▸ WHAT IS BEING ASKED: Please write the following entries out once more, exactly.

▸ MATERIAL SHOWN:

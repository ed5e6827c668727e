//! Infraction events reported by the simulation backend.

use serde::{Deserialize, Serialize};

use crate::classify::LaneMarkingType;

#[derive(Debug, Clone, Copy, PartialEq, Eq, Hash, Serialize, Deserialize)]
#[serde(rename_all = "snake_case")]
pub enum InfractionKind {
    Collision,
    LaneCrossing,
}

/// One sensor report, consumed once by the violation engine.
#[derive(Debug, Clone, PartialEq, Serialize, Deserialize)]
pub struct InfractionEvent {
    pub kind: InfractionKind,
    /// Simulation frame the sensor fired on.
    pub frame: u64,
    /// Collision impulse magnitude, when known.
    pub severity_hint: Option<f32>,
    /// Heading/lane cosine precomputed by the backend, when known.
    pub direction_dot: Option<f32>,
    /// Markings crossed by a lane invasion.
    pub crossed_markings: Vec<LaneMarkingType>,
    /// Display name of the other actor in a collision.
    pub other_actor: Option<String>,
}

impl InfractionEvent {
    pub fn collision(frame: u64, intensity: f32) -> Self {
        Self {
            kind: InfractionKind::Collision,
            frame,
            severity_hint: Some(intensity),
            direction_dot: None,
            crossed_markings: Vec::new(),
            other_actor: None,
        }
    }

    pub fn lane_crossing(frame: u64, crossed: impl Into<Vec<LaneMarkingType>>) -> Self {
        Self {
            kind: InfractionKind::LaneCrossing,
            frame,
            severity_hint: None,
            direction_dot: None,
            crossed_markings: crossed.into(),
            other_actor: None,
        }
    }

    pub fn with_direction_dot(mut self, dot: f32) -> Self {
        self.direction_dot = Some(dot);
        self
    }

    pub fn with_other_actor(mut self, name: impl Into<String>) -> Self {
        self.other_actor = Some(name.into());
        self
    }

    /// Impulse magnitude, zero when unknown or invalid.
    pub fn intensity(&self) -> f32 {
        self.severity_hint
            .filter(|v| v.is_finite() && *v >= 0.0)
            .unwrap_or(0.0)
    }
}
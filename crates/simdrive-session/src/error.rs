//! Session errors.

use std::path::PathBuf;

use simdrive_errors::{BackendError, SimDriveError, ValidationError};
use simdrive_input::InputError;
use simdrive_scoring::ScoringError;
use thiserror::Error;

#[derive(Error, Debug)]
pub enum SessionError {
    #[error("Backend error: {0}")]
    Backend(#[from] BackendError),

    #[error("Invalid session configuration: {0}")]
    InvalidConfig(#[from] ValidationError),

    #[error(transparent)]
    Input(#[from] InputError),

    #[error(transparent)]
    Scoring(#[from] ScoringError),

    #[error("Failed to parse session configuration: {0}")]
    Parse(#[from] serde_yaml::Error),

    #[error("Failed to read {path}: {source}")]
    Read {
        path: PathBuf,
        #[source]
        source: std::io::Error,
    },

    #[error("Session has been torn down")]
    TornDown,
}

impl SessionError {
    /// Whether the session cannot continue.
    pub fn is_fatal(&self) -> bool {
        match self {
            SessionError::Backend(err) => err.is_fatal(),
            SessionError::TornDown => true,
            _ => false,
        }
    }
}

impl From<SessionError> for SimDriveError {
    fn from(err: SessionError) -> Self {
        match err {
            SessionError::Backend(e) => SimDriveError::Backend(e),
            SessionError::InvalidConfig(e) => SimDriveError::Validation(e),
            SessionError::Input(InputError::InvalidMapping(e)) => SimDriveError::Validation(e),
            SessionError::Input(InputError::Hardware(e)) => SimDriveError::Device(e),
            SessionError::Scoring(e) => e.into(),
            SessionError::Read { source, .. } => SimDriveError::Io(source),
            other => SimDriveError::config(other.to_string()),
        }
    }
}

pub type SessionResult<T> = Result<T, SessionError>;
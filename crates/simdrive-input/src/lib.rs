//! Controller input normalization
//!
//! This crate turns raw wheel, pedal and button state into a bounded
//! [`ControlCommand`] once per simulation tick. Steering gets a deadzone and
//! a power response curve, pedals get a configurable polarity mapping and a
//! released-end deadzone, and buttons toggle persistent state on their
//! rising edge only. Without controller hardware the normalizer falls back
//! to digital keyboard control.

#![deny(unsafe_op_in_unsafe_fn)]
#![deny(clippy::unwrap_used)]

pub mod axis;
pub mod edge;
pub mod hardware;
pub mod keyboard;
pub mod normalizer;
pub mod transmission;
pub mod types;

pub use axis::*;
pub use edge::*;
pub use hardware::*;
pub use keyboard::*;
pub use normalizer::*;
pub use transmission::*;
pub use types::*;

use simdrive_errors::{DeviceError, ValidationError};
use thiserror::Error;

#[derive(Error, Debug)]
pub enum InputError {
    #[error("Invalid input mapping: {0}")]
    InvalidMapping(#[from] ValidationError),

    #[error("Hardware error: {0}")]
    Hardware(#[from] DeviceError),
}

pub type InputResult<T> = Result<T, InputError>;

/// Speed (velocity magnitude) above which leaving reverse selects first gear.
pub const REVERSE_EXIT_SPEED: f32 = 0.1;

▸ TASK ANSWER:
repository ed5e6827c668727e
//! Infraction events reported by the simulation backend.

use serde::{Deserialize, Serialize};

use crate::classify::LaneMarkingType;

#[derive(Debug, Clone, Copy, PartialEq, Eq, Hash, Serialize, Deserialize)]
#[serde(rename_all = "snake_case")]
pub enum InfractionKind {
    Collision,
    LaneCrossing,
}

/// One sensor report, consumed once by the violation engine.
#[derive(Debug, Clone, PartialEq, Serialize, Deserialize)]
pub struct InfractionEvent {
    pub kind: InfractionKind,
    /// Simulation frame the sensor fired on.
    pub frame: u64,
    /// Collision impulse magnitude, when known.
    pub severity_hint: Option<f32>,
    /// Heading/lane cosine precomputed by the backend, when known.
    pub direction_dot: Option<f32>,
    /// Markings crossed by a lane invasion.
    pub crossed_markings: Vec<LaneMarkingType>,
    /// Display name of the other actor in a collision.
    pub other_actor: Option<String>,
}

impl InfractionEvent {
    pub fn collision(frame: u64, intensity: f32) -> Self {
        Self {
            kind: InfractionKind::Collision,
            frame,
            severity_hint: Some(intensity),
            direction_dot: None,
            crossed_markings: Vec::new(),
            other_actor: None,
        }
    }

    pub fn lane_crossing(frame: u64, crossed: impl Into<Vec<LaneMarkingType>>) -> Self {
        Self {
            kind: InfractionKind::LaneCrossing,
            frame,
            severity_hint: None,
            direction_dot: None,
            crossed_markings: crossed.into(),
            other_actor: None,
        }
    }

    pub fn with_direction_dot(mut self, dot: f32) -> Self {
        self.direction_dot = Some(dot);
        self
    }

    pub fn with_other_actor(mut self, name: impl Into<String>) -> Self {
        self.other_actor = Some(name.into());
        self
    }

    /// Impulse magnitude, zero when unknown or invalid.
    pub fn intensity(&self) -> f32 {
        self.severity_hint
            .filter(|v| v.is_finite() && *v >= 0.0)
            .unwrap_or(0.0)
    }
}
filename crates/simdrive-session/src/error.rs
//! Session errors.

use std::path::PathBuf;

use simdrive_errors::{BackendError, SimDriveError, ValidationError};
use simdrive_input::InputError;
use simdrive_scoring::ScoringError;
use thiserror::Error;

#[derive(Error, Debug)]
pub enum SessionError {
    #[error("Backend error: {0}")]
    Backend(#[from] BackendError),

    #[error("Invalid session configuration: {0}")]
    InvalidConfig(#[from] ValidationError),

    #[error(transparent)]
    Input(#[from] InputError),

    #[error(transparent)]
    Scoring(#[from] ScoringError),

    #[error("Failed to parse session configuration: {0}")]
    Parse(#[from] serde_yaml::Error),

    #[error("Failed to read {path}: {source}")]
    Read {
        path: PathBuf,
        #[source]
        source: std::io::Error,
    },

    #[error("Session has been torn down")]
    TornDown,
}

impl SessionError {
    /// Whether the session cannot continue.
    pub fn is_fatal(&self) -> bool {
        match self {
            SessionError::Backend(err) => err.is_fatal(),
            SessionError::TornDown => true,
            _ => false,
        }
    }
}

impl From<SessionError> for SimDriveError {
    fn from(err: SessionError) -> Self {
        match err {
            SessionError::Backend(e) => SimDriveError::Backend(e),
            SessionError::InvalidConfig(e) => SimDriveError::Validation(e),
            SessionError::Input(InputError::InvalidMapping(e)) => SimDriveError::Validation(e),
            SessionError::Input(InputError::Hardware(e)) => SimDriveError::Device(e),
            SessionError::Scoring(e) => e.into(),
            SessionError::Read { source, .. } => SimDriveError::Io(source),
            other => SimDriveError::config(other.to_string()),
        }
    }
}

pub type SessionResult<T> = Result<T, SessionError>;
filename crates/simdrive-input/src/lib.rs
//! Controller input normalization
//!
//! This crate turns raw wheel, pedal and button state into a bounded
//! [`ControlCommand`] once per simulation tick. Steering gets a deadzone and
//! a power response curve, pedals get a configurable polarity mapping and a
//! released-end deadzone, and buttons toggle persistent state on their
//! rising edge only. Without controller hardware the normalizer falls back
//! to digital keyboard control.

#![deny(unsafe_op_in_unsafe_fn)]
#![deny(clippy::unwrap_used)]

pub mod axis;
pub mod edge;
pub mod hardware;
pub mod keyboard;
pub mod normalizer;
pub mod transmission;
pub mod types;

pub use axis::*;
pub use edge::*;
pub use hardware::*;
pub use keyboard::*;
pub use normalizer::*;
pub use transmission::*;
pub use types::*;

use simdrive_errors::{DeviceError, ValidationError};
use thiserror::Error;

#[derive(Error, Debug)]
pub enum InputError {
    #[error("Invalid input mapping: {0}")]
    InvalidMapping(#[from] ValidationError),

    #[error("Hardware error: {0}")]
    Hardware(#[from] DeviceError),
}

pub type InputResult<T> = Result<T, InputError>;

/// Speed (velocity magnitude) above which leaving reverse selects first gear.
pub const REVERSE_EXIT_SPEED: f32 = 0.1;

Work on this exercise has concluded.